Prompt ::
Lines that include the word "cloned" should be copied from the listing that follows.

** Opening Excerpted data block **

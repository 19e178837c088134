//! colv - column-aware terminal pager.

use anyhow::{bail, Context, Result};
use clap::{Arg, ArgAction, ArgMatches, Command};
use colv::cache::Direction;
use colv::input::{InputAction, PromptKind};
use colv::pattern::{compile_regex, strip_slashes};
use colv::render::service::parse_format;
use colv::render::ui::install_panic_hook;
use colv::render::{ColorTheme, TerminalUI};
use colv::rules::IgnoreRule;
use colv::config::{embedded_options, EMBEDDED_KEYS};
use colv::{Application, ByteSource, Config, LineCache, SourceFactory};
use std::io::IsTerminal;
use std::path::PathBuf;
use std::sync::Arc;
use tokio::sync::Notify;

fn cli() -> Command {
    Command::new("colv")
        .version(colv::VERSION)
        .args_override_self(true)
        .about("A column-aware pager for logs and tabular text")
        .long_about(
            "colv splits each line into fields, aligns them into columns and lets you \
             search, ignore, highlight and reformat them. Reads FILE (plain or \
             compressed) or standard input.",
        )
        .arg(
            Arg::new("file")
                .help("File to view; '-' or nothing reads standard input")
                .index(1),
        )
        .arg(
            Arg::new("split")
                .short('s')
                .long("split")
                .value_name("REGEX")
                .help("Split lines into fields on REGEX instead of blanks"),
        )
        .arg(
            Arg::new("highlight")
                .short('H')
                .long("highlight")
                .value_name("REGEX")
                .help("Highlight lines matching REGEX"),
        )
        .arg(
            Arg::new("ignore")
                .short('I')
                .long("ignore")
                .value_name("SPEC")
                .action(ArgAction::Append)
                .help("Ignore a line (N), a range (A-B) or lines matching a regex"),
        )
        .arg(
            Arg::new("format")
                .short('F')
                .long("format")
                .value_name("COLS:FMT")
                .action(ArgAction::Append)
                .help("printf-style format for columns, e.g. 3:%.2f"),
        )
        .arg(
            Arg::new("pattern")
                .short('p')
                .long("pattern")
                .value_name("REGEX")
                .help("Search for REGEX on startup"),
        )
        .arg(
            Arg::new("ignore-case")
                .short('i')
                .long("ignore-case")
                .action(ArgAction::SetTrue)
                .help("Case insensitive searches"),
        )
        .arg(
            Arg::new("line")
                .short('l')
                .long("line")
                .value_name("N")
                .value_parser(clap::value_parser!(u64).range(1..))
                .help("Start at line N"),
        )
        .arg(
            Arg::new("header-line")
                .long("header-line")
                .value_name("N")
                .value_parser(clap::value_parser!(u64).range(1..))
                .help("Use the fields of line N as column names"),
        )
        .arg(
            Arg::new("hide")
                .long("hide")
                .value_name("COLS")
                .help("Hide columns, e.g. '2 4-6'"),
        )
        .arg(
            Arg::new("align")
                .long("align")
                .value_name("COLS:ALIGN")
                .action(ArgAction::Append)
                .help("Align columns left (l), right (r), centered (c) or by content (a)"),
        )
        .arg(
            Arg::new("line-numbers")
                .short('n')
                .long("line-numbers")
                .action(ArgAction::SetTrue)
                .conflicts_with("offsets")
                .help("Show line numbers"),
        )
        .arg(
            Arg::new("offsets")
                .long("offsets")
                .action(ArgAction::SetTrue)
                .help("Show the byte offset of each line"),
        )
        .arg(
            Arg::new("no-parse-header")
                .long("no-parse-header")
                .action(ArgAction::SetTrue)
                .help("Ignore options in the file's leading '#' comment lines"),
        )
        .arg(
            Arg::new("no-config")
                .long("no-config")
                .action(ArgAction::SetTrue)
                .help("Do not read the user configuration file"),
        )
}

/// Config file values overridden by the command line.
fn merge_config(matches: &ArgMatches) -> Result<Config> {
    let mut config = if matches.get_flag("no-config") {
        Config::default()
    } else {
        Config::load().context("failed to load configuration")?
    };

    if let Some(split) = matches.get_one::<String>("split") {
        config.split_pattern = Some(split.clone());
    }
    if let Some(highlight) = matches.get_one::<String>("highlight") {
        config.highlight_pattern = Some(highlight.clone());
    }
    if let Some(ignores) = matches.get_many::<String>("ignore") {
        config.ignore.extend(ignores.cloned());
    }
    if let Some(formats) = matches.get_many::<String>("format") {
        config.formats.extend(formats.cloned());
    }
    if matches.get_flag("ignore-case") {
        config.ignore_case = true;
    }
    if matches.get_flag("no-parse-header") {
        config.parse_header = false;
    }
    Ok(config)
}

fn apply_rules(cache: &mut LineCache, config: &Config) -> Result<()> {
    if let Some(split) = &config.split_pattern {
        cache.set_split_pattern(Some(compile_regex(strip_slashes(split))?))?;
    }
    if let Some(highlight) = &config.highlight_pattern {
        cache.set_highlight_pattern(Some(compile_regex(strip_slashes(highlight))?))?;
    }
    for spec in &config.ignore {
        let rule = IgnoreRule::parse(spec).with_context(|| format!("bad ignore rule '{spec}'"))?;
        cache.add_ignore_rule(rule)?;
    }
    for spec in &config.formats {
        let (columns, rule) =
            parse_format(spec).with_context(|| format!("bad format '{spec}'"))?;
        for column in columns {
            match &rule {
                Some(rule) => cache.set_format_rule(column, rule.clone())?,
                None => {
                    cache.unset_format_rule(column)?;
                }
            }
        }
    }
    Ok(())
}

fn startup_actions(matches: &ArgMatches) -> Vec<InputAction> {
    let mut actions = Vec::new();
    if let Some(line) = matches.get_one::<u64>("line") {
        actions.push(InputAction::GoToLine(*line));
    }
    if let Some(pattern) = matches.get_one::<String>("pattern") {
        actions.push(InputAction::SubmitPrompt {
            kind: PromptKind::Search(Direction::Forward),
            input: pattern.clone(),
        });
    }
    if let Some(line) = matches.get_one::<u64>("header-line") {
        actions.push(InputAction::SubmitPrompt {
            kind: PromptKind::HeaderLine,
            input: line.to_string(),
        });
    }
    if let Some(columns) = matches.get_one::<String>("hide") {
        actions.push(InputAction::SubmitPrompt {
            kind: PromptKind::HideColumns,
            input: columns.clone(),
        });
    }
    for spec in matches.get_many::<String>("align").into_iter().flatten() {
        actions.push(InputAction::SubmitPrompt {
            kind: PromptKind::Align,
            input: spec.clone(),
        });
    }
    if matches.get_flag("line-numbers") {
        actions.push(InputAction::ToggleLineNumbers);
    }
    if matches.get_flag("offsets") {
        actions.push(InputAction::ToggleOffsets);
    }
    actions
}

/// Command line with `embedded` options placed before the user's own, so the
/// command line wins.
fn with_embedded_options(args: &[String], embedded: Vec<String>) -> Vec<String> {
    let mut all = Vec::with_capacity(args.len() + embedded.len());
    all.extend(args.first().cloned());
    all.extend(embedded);
    all.extend(args.iter().skip(1).cloned());
    all
}

#[tokio::main]
async fn main() -> Result<()> {
    env_logger::init();

    let args: Vec<String> = std::env::args().collect();
    let mut matches = cli().get_matches_from(&args);
    let mut config = merge_config(&matches)?;

    let file = matches
        .get_one::<String>("file")
        .filter(|name| name.as_str() != "-")
        .cloned();

    let (mut cache, title, data_ready) = match file {
        Some(name) => {
            let path = PathBuf::from(&name);
            let source = SourceFactory::open(&path)
                .await
                .with_context(|| format!("cannot open {}", path.display()))?;
            if config.parse_header {
                let (lines, embedded) = embedded_options(source.data(), EMBEDDED_KEYS)?;
                if !embedded.is_empty() {
                    matches = cli()
                        .try_get_matches_from(with_embedded_options(&args, embedded))
                        .with_context(|| format!("bad options in the header of {name}"))?;
                    config = merge_config(&matches)?;
                }
                if lines > 0 {
                    config.ignore.insert(0, format!("1-{lines}"));
                }
            }
            (LineCache::new(source), path.display().to_string(), None)
        }
        None => {
            if std::io::stdin().is_terminal() {
                bail!("Missing filename (\"colv --help\" for help)");
            }
            let notify = Arc::new(Notify::new());
            let signal = Arc::clone(&notify);
            // The pump thread stays blocked on stdin until EOF; it is not joined.
            let (source, _pump) =
                SourceFactory::stdin(config.stream_options(), move || signal.notify_one());
            (LineCache::new(source), "(stdin)".to_string(), Some(notify))
        }
    };

    apply_rules(&mut cache, &config)?;

    install_panic_hook();
    let ui = TerminalUI::with_theme(ColorTheme::from_name(&config.theme));
    let mut app = Application::new(cache, Box::new(ui), title, config.ignore_case)
        .with_spinner(true)
        .with_startup_actions(startup_actions(&matches));
    if let Some(notify) = data_ready {
        app = app.with_data_notify(notify);
    }

    app.run().await?;
    Ok(())
}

** Closing Excerpted data block **

Response box ::
        config.ignore.extend(ignores.cloned());
        config.formats.extend(formats.cloned());
    all.extend(args.first().cloned());
    all.extend(args.iter().skip(1).cloned());
        .cloned();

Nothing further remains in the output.